Research output: ThesisDoctoral Thesis

Publication date2019
Number of pages139
Awarding Institution
  • Lancaster University
<mark>Original language</mark>English


Despite a widespread conviction that conservation’s success depends on people genuinely caring about saving nature, there is very little scientific research examining how “caring for nature” influences conservation decision-making – particularly in poorer tropical countries. Instead, mainstream conservation tends to focus on economic motives to incentivise pro-conservation behaviour. To better understand the role of intrinsic motivations in nature protection in the tropics, this thesis draws upon the psychological concept of connection with nature (CWN), which describes people’s self-identification with nature and emotional attachment for the natural world. This concept is applied to understand intrinsic motivation for conservation among non-indigenous colonist farmers living at the Transamazon Highway deforestation frontier in the Brazilian Amazon. The thesis tests the applicability of the CWN framework to the context of rural populations in the Global South and scrutinises conventional wisdoms regarding “caring for nature”, including that poor people do not care about the natural environment, and that caring for nature is strongly linked to ecological knowledge.
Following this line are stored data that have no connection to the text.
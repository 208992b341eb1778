use ratatui::style::Color;

pub struct Theme {
    pub fg: Color,
    pub primary: Color,   // Blue
    pub secondary: Color, // Orange
    pub comment: Color,   // Grey
    pub success: Color,   // Green
    pub error: Color,     // Red
    pub keyword: Color,
    pub string: Color,
    pub number: Color,
    pub border_focused: Color,
    pub border_normal: Color,
    pub current_line_bg: Color,
    pub function: Color,
    pub type_name: Color, // Cyan for type names
    pub changed: Color,   // Pink for values changed by the last step
}

pub const DEFAULT_THEME: Theme = Theme {
    fg: Color::Rgb(205, 214, 244),
    primary: Color::Rgb(137, 180, 250),   // Blue
    secondary: Color::Rgb(250, 179, 135), // Orange
    comment: Color::Rgb(108, 112, 134),
    success: Color::Rgb(166, 227, 161),
    error: Color::Rgb(243, 139, 168),
    keyword: Color::Rgb(137, 180, 250),        // Blue for keywords
    string: Color::Rgb(250, 179, 135),         // Orange for strings
    number: Color::Rgb(250, 179, 135),         // Orange for numbers
    border_focused: Color::Rgb(249, 226, 175), // Yellow border for focus
    border_normal: Color::Rgb(108, 112, 134),  // Grey border for normal
    current_line_bg: Color::Rgb(50, 50, 70),   // Slightly lighter BG for current line
    function: Color::Rgb(249, 226, 175),       // Yellow for functions
    type_name: Color::Rgb(148, 226, 213),      // Cyan/teal for type names
    changed: Color::Rgb(245, 194, 231),
};
//! Loop statement execution (`while`, `for`) and iteration.
//!
//! Adds `impl Interpreter` methods for the two loop forms. `break` and
//! `continue` are propagated via `LoopBodyResult` so the loop driver can react
//! without inspecting `control_flow` directly.
//!
//! `return` inside a loop body is handled by returning `LoopBodyResult::Exit`,
//! which causes the loop to unwind immediately and let the enclosing call
//! observe the pending return.

use crate::interpreter::engine::{ControlFlow, Interpreter};
use crate::interpreter::errors::{ExceptionKind, RuntimeError};
use crate::interpreter::object::{range_len, ListRef, Object};
use crate::parser::ast::{Expr, Stmt, Target};
use std::rc::Rc;

/// Largest sequence materialized from a range or string in one go
const MAX_MATERIALIZED: usize = 10_000_000;

/// Result returned by [`Interpreter::execute_loop_body`] to signal how the body ended.
pub(crate) enum LoopBodyResult {
    /// Body completed normally or via `continue`; the loop should iterate again.
    Continue,
    /// `break` was encountered; the loop should exit cleanly.
    Break,
    /// `return` was triggered; the loop driver should unwind and let the
    /// caller pick up `self.control_flow`.
    Exit,
}

/// Lazy iteration state for `for` loops and comprehensions
pub(crate) enum LoopIter {
    /// Lists are iterated live, so appends during the loop are seen
    List { items: ListRef, index: usize },
    Range { next: i64, stop: i64, step: i64 },
    Values(std::vec::IntoIter<Object>),
}

impl LoopIter {
    pub(crate) fn new(iterable: &Object) -> Result<Self, RuntimeError> {
        match iterable {
            Object::List(items) => Ok(LoopIter::List {
                items: Rc::clone(items),
                index: 0,
            }),
            Object::Range { start, stop, step } => Ok(LoopIter::Range {
                next: *start,
                stop: *stop,
                step: *step,
            }),
            other => Ok(LoopIter::Values(iterate(other)?.into_iter())),
        }
    }
}

impl Iterator for LoopIter {
    type Item = Object;

    fn next(&mut self) -> Option<Object> {
        match self {
            LoopIter::List { items, index } => {
                let item = items.borrow().get(*index).cloned()?;
                *index += 1;
                Some(item)
            }
            LoopIter::Range { next, stop, step } => {
                let in_range = (*step > 0 && *next < *stop) || (*step < 0 && *next > *stop);
                if !in_range {
                    return None;
                }
                let current = *next;
                *next = next.checked_add(*step).unwrap_or(*stop);
                Some(Object::Int(current))
            }
            LoopIter::Values(values) => values.next(),
        }
    }
}

/// Materialize an iterable into its items
pub(crate) fn iterate(iterable: &Object) -> Result<Vec<Object>, RuntimeError> {
    match iterable {
        Object::List(items) => Ok(items.borrow().clone()),
        Object::Tuple(items) => Ok(items.as_ref().clone()),
        Object::Str(s) => Ok(s.chars().map(|c| Object::Str(c.to_string())).collect()),
        Object::Dict(entries) => Ok(entries.borrow().keys().map(|k| k.to_object()).collect()),
        Object::Range { start, stop, step } => {
            if range_len(*start, *stop, *step) > MAX_MATERIALIZED {
                return Err(RuntimeError::exception(
                    ExceptionKind::MemoryError,
                    "range too large to materialize",
                ));
            }
            Ok(LoopIter::Range {
                next: *start,
                stop: *stop,
                step: *step,
            }
            .collect())
        }
        other => Err(RuntimeError::type_error(format!(
            "'{}' object is not iterable",
            other.type_name()
        ))),
    }
}

impl<'a> Interpreter<'a> {
    /// Executes all statements in `body` and classifies how it ended.
    pub(crate) fn execute_loop_body(
        &mut self,
        body: &[Stmt],
    ) -> Result<LoopBodyResult, RuntimeError> {
        self.execute_block(body)?;
        match self.control_flow {
            ControlFlow::Normal => Ok(LoopBodyResult::Continue),
            ControlFlow::Continue => {
                self.control_flow = ControlFlow::Normal;
                Ok(LoopBodyResult::Continue)
            }
            ControlFlow::Break => {
                self.control_flow = ControlFlow::Normal;
                Ok(LoopBodyResult::Break)
            }
            ControlFlow::Return(_) => Ok(LoopBodyResult::Exit),
        }
    }

    /// Executes a `while condition:` loop.
    ///
    /// The header line is reported before every test, including the final
    /// failing one.
    pub(crate) fn execute_while(
        &mut self,
        test: &Expr,
        body: &[Stmt],
        line: usize,
    ) -> Result<(), RuntimeError> {
        self.loop_depth += 1;
        let result = self.run_while(test, body, line);
        self.loop_depth -= 1;
        result
    }

    fn run_while(&mut self, test: &Expr, body: &[Stmt], line: usize) -> Result<(), RuntimeError> {
        loop {
            self.set_line(line);
            self.fire_line(line)?;
            if !self.evaluate(test)?.is_truthy() {
                return Ok(());
            }
            match self.execute_loop_body(body)? {
                LoopBodyResult::Exit | LoopBodyResult::Break => return Ok(()),
                LoopBodyResult::Continue => {}
            }
        }
    }

    /// Executes a `for target in iterable:` loop.
    ///
    /// The header line is reported once before the iterable is evaluated and
    /// again after every iteration, so a loop over `n` items reports it `n + 1`
    /// times when it runs to exhaustion.
    pub(crate) fn execute_for(
        &mut self,
        target: &Target,
        iter: &Expr,
        body: &[Stmt],
        line: usize,
    ) -> Result<(), RuntimeError> {
        self.loop_depth += 1;
        let result = self.run_for(target, iter, body, line);
        self.loop_depth -= 1;
        result
    }

    fn run_for(
        &mut self,
        target: &Target,
        iter: &Expr,
        body: &[Stmt],
        line: usize,
    ) -> Result<(), RuntimeError> {
        self.set_line(line);
        self.fire_line(line)?;
        let iterable = self.evaluate(iter)?;

        for item in LoopIter::new(&iterable)? {
            self.assign(target, item)?;
            match self.execute_loop_body(body)? {
                LoopBodyResult::Exit | LoopBodyResult::Break => return Ok(()),
                LoopBodyResult::Continue => {}
            }
            self.set_line(line);
            self.fire_line(line)?;
        }

        Ok(())
    }
}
First, a new tool for measuring affective CWN in rural areas is developed and validated. This measure is then applied together with an existing cognitive CWN scale to form the first assessment for CWN among farmers in the tropics. Next, the influence of CWN on the farmers’ conservation attitudes is compared to that of other economic, sociodemographic, geographic and psychological factors. Contrary to widely-held assumptions, CWN is shown to be widespread and more important in shaping farmers’ conservation attitudes than economic factors. Lastly, the relationship between caring for nature and ecological knowledge is tested. The results suggest that CWN is unconnected to ecological knowledge and associated with different predictors. Collectively, the results highlight the need for greater attention to intrinsic motivations for conservation and suggest CWN as a useful framework for understanding and improving people’s relationship with nature.